Inmersos en la emergencia hospitalaria y ante un horizonte de postpandemia que fluctúa entre el pesimismo apocalíptico y el optimismo tecnófilo, quizás valga la pena recuperar antecedentes históricos que nuestra memoria colectiva ha desdibujado.
El referente más similar y más citado es, sin duda, la denominada gripe española de 1918. Iniciada en las trincheras de la Primera Guerra Mundial, sus efectos fueron más mortíferos y globales que el mismo conflicto bélico. Laura Spinney, la principal especialista sobre aquellos hechos, calcula que este ‘jinete pálido’ provocó entre 50 y 100 millones de víctimas.
En España, la primera ola afectó especialmente a Castilla y, como las autoridades se negaron a cancelar las fiestas de San Isidro y a cerrar los centros escolares y mercados, se calcula que sólo en Madrid murieron unas 10 000 personas en tres meses.
La segunda ola se produjo tras el verano y se alargó hasta los primeros meses de 1919, impactando con especial dureza sobre Cataluña. En grandes cifras, se calcula que ocho millones de españoles (el 40% de la población) se contaminó y las víctimas superaron el cuarto de millón. Todavía se produjo un tercer rebrote en 1920 con 20 000 muertos, sobre todo criaturas menores de 4 años.
En general, la epidemia afectó especialmente a las zonas urbanas y, por ejemplo, Barcelona alcanzó las 350 defunciones diarias en los peores momentos. Sorprendentemente, como destaca el historiador Borja de Riquer, este drama no ocupó demasiados titulares de prensa –el estado de guerra declarado por el presidente Antonio Maura también lo dificultaba– y la gente parecía más interesada en las vicisitudes políticas internas y bélicas externas: “I, cosa encara més greu, aquella pandèmia, de fet, va desaparèixer de la memòria oficial”.
Más bien y con excepciones contadas como la del valenciano doctor Joan Peset, ante las evidentes carencias de la actuación española –se rumoreó que el propio rey Alfonso XIII estuvo convaleciente–, el episodio se aprovechó para lanzar la idea interesada sobre la necesidad de un cirujano de hierro capaz de (se decía) regenerar España, figura que el 1923 se encarnó en el general Miguel Primo de Rivera.
A nivel más general, la experiencia de la gripe española nos legó una serie de aprendizajes básicos, como la apuesta por la higiene y la ciencia. También, en palabras del geógrafo económico Richard Florida, el comportamiento ejemplar y el compromiso solidario de ciertos individuos y colectivos (movimientos obreros en las zonas industriales) fue destacable, tanto en 1918 como ahora, a la hora de reivindicar equipos de protección y condiciones de trabajo seguras.

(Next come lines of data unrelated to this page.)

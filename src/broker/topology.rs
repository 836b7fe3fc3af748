use std::time::Duration;

use tracing::info;

use super::{Broker, QueueSpec};
use crate::core::errors::BrokerResult;
use crate::core::types::Stage;

/// Dead letters kept per stage unless configured otherwise
pub const DEFAULT_DEAD_LETTER_LIMIT: usize = 1000;

/// Queue names owned by one pipeline stage
#[derive(Debug, Clone, PartialEq, Eq)]
pub struct StageTopology {
    pub stage: Stage,
    pub tasks: String,
    pub results: String,
    pub dead_letter: String,
    pub message_ttl: Duration,
    /// Nothing consumes dead letters, so their queue is capped
    pub dead_letter_limit: usize,
}

impl StageTopology {
    /// `<stage>_tasks`, `<stage>_results` and `<stage>_tasks.dead_letter`
    pub fn for_stage(stage: Stage, message_ttl: Duration) -> Self {
        let tasks = format!("{}_tasks", stage.as_str());
        Self {
            stage,
            results: format!("{}_results", stage.as_str()),
            dead_letter: format!("{}.dead_letter", tasks),
            tasks,
            message_ttl,
            dead_letter_limit: DEFAULT_DEAD_LETTER_LIMIT,
        }
    }

    #[must_use]
    pub fn with_dead_letter_limit(mut self, limit: usize) -> Self {
        self.dead_letter_limit = limit;
        self
    }

    pub fn task_queue_spec(&self) -> QueueSpec {
        QueueSpec::new(&self.tasks)
            .durable()
            .with_ttl(self.message_ttl)
            .with_dead_letter(&self.dead_letter)
    }

    pub fn result_queue_spec(&self) -> QueueSpec {
        QueueSpec::new(&self.results).durable()
    }

    pub fn dead_letter_queue_spec(&self) -> QueueSpec {
        QueueSpec::new(&self.dead_letter)
            .durable()
            .with_max_length(self.dead_letter_limit)
    }
}

/// Declare the queues of one stage.
///
/// The dead-letter queue goes first so the task queue never routes into a
/// missing queue.
pub async fn declare_topology(broker: &dyn Broker, topology: &StageTopology) -> BrokerResult<()> {
    broker.declare(topology.dead_letter_queue_spec()).await?;
    broker.declare(topology.task_queue_spec()).await?;
    broker.declare(topology.result_queue_spec()).await?;

    info!(
        "Declared {} topology: {} -> {} (dead letters: {}, ttl {:?})",
        topology.stage, topology.tasks, topology.results, topology.dead_letter, topology.message_ttl
    );
    Ok(())
}

#[cfg(test)]
mod tests {
    use super::*;
    use crate::broker::InMemoryBroker;
    use crate::core::errors::BrokerError;

    #[test]
    fn test_queue_names() {
        let topology = StageTopology::for_stage(Stage::Translation, Duration::from_secs(300));
        assert_eq!(topology.tasks, "translation_tasks");
        assert_eq!(topology.results, "translation_results");
        assert_eq!(topology.dead_letter, "translation_tasks.dead_letter");
        assert_eq!(topology.task_queue_spec().ttl, Some(Duration::from_secs(300)));
        assert_eq!(
            topology.dead_letter_queue_spec().max_length,
            Some(DEFAULT_DEAD_LETTER_LIMIT)
        );
        assert_eq!(
            topology.with_dead_letter_limit(5).dead_letter_queue_spec().max_length,
            Some(5)
        );
    }

    #[tokio::test]
    async fn test_declare_is_idempotent_and_detects_conflicts() {
        let broker = InMemoryBroker::new();
        let topology = StageTopology::for_stage(Stage::Detection, Duration::from_secs(300));

        declare_topology(&broker, &topology).await.unwrap();
        declare_topology(&broker, &topology).await.unwrap();

        let conflicting = StageTopology::for_stage(Stage::Detection, Duration::from_secs(5));
        let err = declare_topology(&broker, &conflicting).await.unwrap_err();
        assert!(matches!(err, BrokerError::PreconditionFailed { queue } if queue == "detection_tasks"));
    }
}
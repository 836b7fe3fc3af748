pub mod correlation;
pub mod orchestrator;

pub use correlation::{CorrelationRegistry, ResultDemux};
pub use orchestrator::PipelineOrchestrator;
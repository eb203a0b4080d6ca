//! Logging bootstrap with optional OpenTelemetry export
//!
//! With telemetry disabled this is plain `tracing-subscriber` output. When
//! enabled, spans are additionally exported over OTLP/gRPC.

use crate::config::TelemetrySettings;
use common::logging::{env_filter, init_with_format, is_json};
use common::{Error, Result};
use opentelemetry::{KeyValue, trace::TracerProvider as _};
use opentelemetry_otlp::WithExportConfig;
use opentelemetry_sdk::{
    Resource, runtime,
    trace::{RandomIdGenerator, Sampler, TracerProvider},
};
use tracing_subscriber::{Layer, fmt, layer::SubscriberExt, util::SubscriberInitExt};

/// OpenTelemetry tracer guard
///
/// When dropped, flushes all pending spans and shuts down the tracer
pub struct TelemetryGuard {
    provider: TracerProvider,
}

impl Drop for TelemetryGuard {
    fn drop(&mut self) {
        opentelemetry::global::shutdown_tracer_provider();
    }
}

/// Build the OTLP tracer provider and install it globally.
///
/// Returns `None` when telemetry is disabled.
pub fn init_telemetry(settings: &TelemetrySettings) -> Result<Option<TelemetryGuard>> {
    if !settings.enabled {
        return Ok(None);
    }

    let exporter = opentelemetry_otlp::SpanExporter::builder()
        .with_tonic()
        .with_endpoint(settings.otlp_endpoint.as_str())
        .build()
        .map_err(Error::telemetry)?;

    let resource = Resource::new(vec![
        KeyValue::new("service.name", settings.service_name.clone()),
        KeyValue::new("service.version", env!("CARGO_PKG_VERSION").to_string()),
    ]);

    let provider = TracerProvider::builder()
        .with_batch_exporter(exporter, runtime::Tokio)
        .with_config(
            opentelemetry_sdk::trace::Config::default()
                .with_sampler(Sampler::AlwaysOn)
                .with_id_generator(RandomIdGenerator::default())
                .with_resource(resource),
        )
        .build();

    opentelemetry::global::set_tracer_provider(provider.clone());

    Ok(Some(TelemetryGuard { provider }))
}

/// Install the global subscriber.
///
/// `RUST_LOG` overrides `log_level`; `log_format` selects text or JSON.
pub async fn setup_tracing(
    log_level: &str,
    log_format: &str,
    settings: &TelemetrySettings,
) -> Result<Option<TelemetryGuard>> {
    let Some(guard) = init_telemetry(settings)? else {
        init_with_format(log_level, log_format);
        tracing::info!("Tracing initialized without OpenTelemetry");
        return Ok(None);
    };

    let tracer = guard.provider.tracer("url-exporter");
    let telemetry_layer = tracing_opentelemetry::layer().with_tracer(tracer);

    let fmt_layer = if is_json(log_format) {
        fmt::layer().json().boxed()
    } else {
        fmt::layer().boxed()
    };

    tracing_subscriber::registry()
        .with(fmt_layer)
        .with(env_filter(log_level))
        .with(telemetry_layer)
        .try_init()
        .map_err(Error::telemetry)?;

    tracing::info!(
        service_name = %settings.service_name,
        otlp_endpoint = %settings.otlp_endpoint,
        "Tracing initialized with OpenTelemetry integration"
    );

    Ok(Some(guard))
}
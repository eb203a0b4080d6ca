//! End-to-end tests for the exporter over real sockets

use std::time::Duration;
use tokio::net::TcpListener;
use tokio::sync::oneshot;
use url_exporter::{Config, ExporterServer};

/// Helper to accept and drop raw TCP connections
async fn spawn_tcp() -> u16 {
    let listener = TcpListener::bind("127.0.0.1:0").await.unwrap();
    let port = listener.local_addr().unwrap().port();
    tokio::spawn(async move { while listener.accept().await.is_ok() {} });
    port
}

/// Helper to build a config that checks once and never retries
fn test_config(targets: Vec<String>) -> Config {
    Config {
        targets,
        check_interval: Duration::from_secs(3600),
        timeout: Duration::from_secs(1),
        retries: 0,
        instance_id: "it".to_string(),
        ..Config::default()
    }
}

/// Helper to scrape until `predicate` holds
async fn scrape_until(base: &str, predicate: impl Fn(&str) -> bool) -> String {
    let client = reqwest::Client::new();
    tokio::time::timeout(Duration::from_secs(5), async {
        loop {
            if let Ok(response) = client.get(format!("{}/metrics", base)).send().await {
                let body = response.text().await.unwrap_or_default();
                if predicate(&body) {
                    return body;
                }
            }
            tokio::time::sleep(Duration::from_millis(20)).await;
        }
    })
    .await
    .expect("Timeout waiting for metrics")
}

#[tokio::test]
async fn test_exporter_serves_check_results() {
    let ftp_port = spawn_tcp().await;
    let ftp_target = format!("ftp://127.0.0.1:{}", ftp_port);
    let gopher_target = "gopher://127.0.0.1".to_string();

    let server =
        ExporterServer::new(test_config(vec![ftp_target.clone(), gopher_target.clone()])).unwrap();
    let listener = TcpListener::bind("127.0.0.1:0").await.unwrap();
    let base = format!("http://{}", listener.local_addr().unwrap());

    let (stop_tx, stop_rx) = oneshot::channel::<()>();
    let handle = tokio::spawn(server.serve(listener, async {
        let _ = stop_rx.await;
    }));

    let body = scrape_until(&base, |body| {
        body.contains("url_up{url=\"ftp://") && body.contains("url_error{url=\"gopher://")
    })
    .await;

    // Raw connect counts as 200 without speaking FTP
    assert!(body.contains(&format!(
        r#"url_up{{url="{0}",host="{0}",path="/",instance="it"}} 1"#,
        ftp_target
    )));
    assert!(body.contains(&format!(
        r#"url_http_status_code{{url="{0}",host="{0}",path="/",instance="it"}} 200"#,
        ftp_target
    )));
    assert!(body.contains(&format!(
        r#"url_check_total{{url="{0}",host="{0}",path="/",status_code="200",instance="it"}} 1"#,
        ftp_target
    )));

    // Unknown scheme is a terminal error, not silently skipped
    assert!(body.contains(
        r#"url_error{url="gopher://127.0.0.1",host="gopher://127.0.0.1",path="/",instance="it"} 1"#
    ));
    assert!(body.contains(
        r#"url_status_code_total{url="gopher://127.0.0.1",host="gopher://127.0.0.1",path="/",status_code="error",instance="it"} 1"#
    ));
    assert!(!body.contains(r#"url_response_time_milliseconds{url="gopher://"#));

    let client = reqwest::Client::new();
    let info = client
        .get(format!("{}/", base))
        .send()
        .await
        .unwrap()
        .text()
        .await
        .unwrap();
    let info: serde_json::Value = serde_json::from_str(&info).unwrap();
    assert_eq!(info["service"], "url-exporter");
    assert_eq!(info["targets"], 2);
    assert_eq!(info["instance"], "it");

    let health = client.get(format!("{}/health", base)).send().await.unwrap();
    assert!(health.status().is_success());

    stop_tx.send(()).unwrap();
    tokio::time::timeout(Duration::from_secs(10), handle)
        .await
        .expect("server stops after shutdown signal")
        .unwrap()
        .unwrap();
}

#[tokio::test]
async fn test_exporter_reports_unreachable_target() {
    let closed = TcpListener::bind("127.0.0.1:0").await.unwrap();
    let port = closed.local_addr().unwrap().port();
    drop(closed);
    let target = format!("redis://127.0.0.1:{}", port);

    let server = ExporterServer::new(test_config(vec![target.clone()])).unwrap();
    let listener = TcpListener::bind("127.0.0.1:0").await.unwrap();
    let base = format!("http://{}", listener.local_addr().unwrap());

    let (stop_tx, stop_rx) = oneshot::channel::<()>();
    let handle = tokio::spawn(server.serve(listener, async {
        let _ = stop_rx.await;
    }));

    let body = scrape_until(&base, |body| body.contains("url_up{")).await;
    assert!(body.contains(&format!(
        r#"url_up{{url="{0}",host="{0}",path="/",instance="it"}} 0"#,
        target
    )));
    assert!(body.contains(&format!(
        r#"url_error{{url="{0}",host="{0}",path="/",instance="it"}} 1"#,
        target
    )));

    stop_tx.send(()).unwrap();
    tokio::time::timeout(Duration::from_secs(10), handle)
        .await
        .unwrap()
        .unwrap()
        .unwrap();
}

Volviendo a lo sucedido hace un siglo, el confinamiento fue a menudo la respuesta más efectiva, pues lo contrario únicamente acentuaba los efectos devastadores de la epidemia, como ocurrió en Zamora, donde el obispo lo fió todo a las misas multitudinarias.
Hoy, nuevamente, hablamos de distanciamiento social preventivo, y tan solo minorías radicales e iluminados cuestionan esta certeza. Por desgracia, en algunos casos estas medidas son inalcanzables, evidenciando desigualdades vergonzosamente normalizadas como las de los campos de refugiados. Porque la realidad es que, mientras no se disponga de una vacuna efectiva, las cuarentenas han sido y todavía son la única medida efectiva, aunque para mayor garantía necesitan de unas autoridades organizadas (y legitimadas) y (se benefician) de una ciudadanía comprometida e informada.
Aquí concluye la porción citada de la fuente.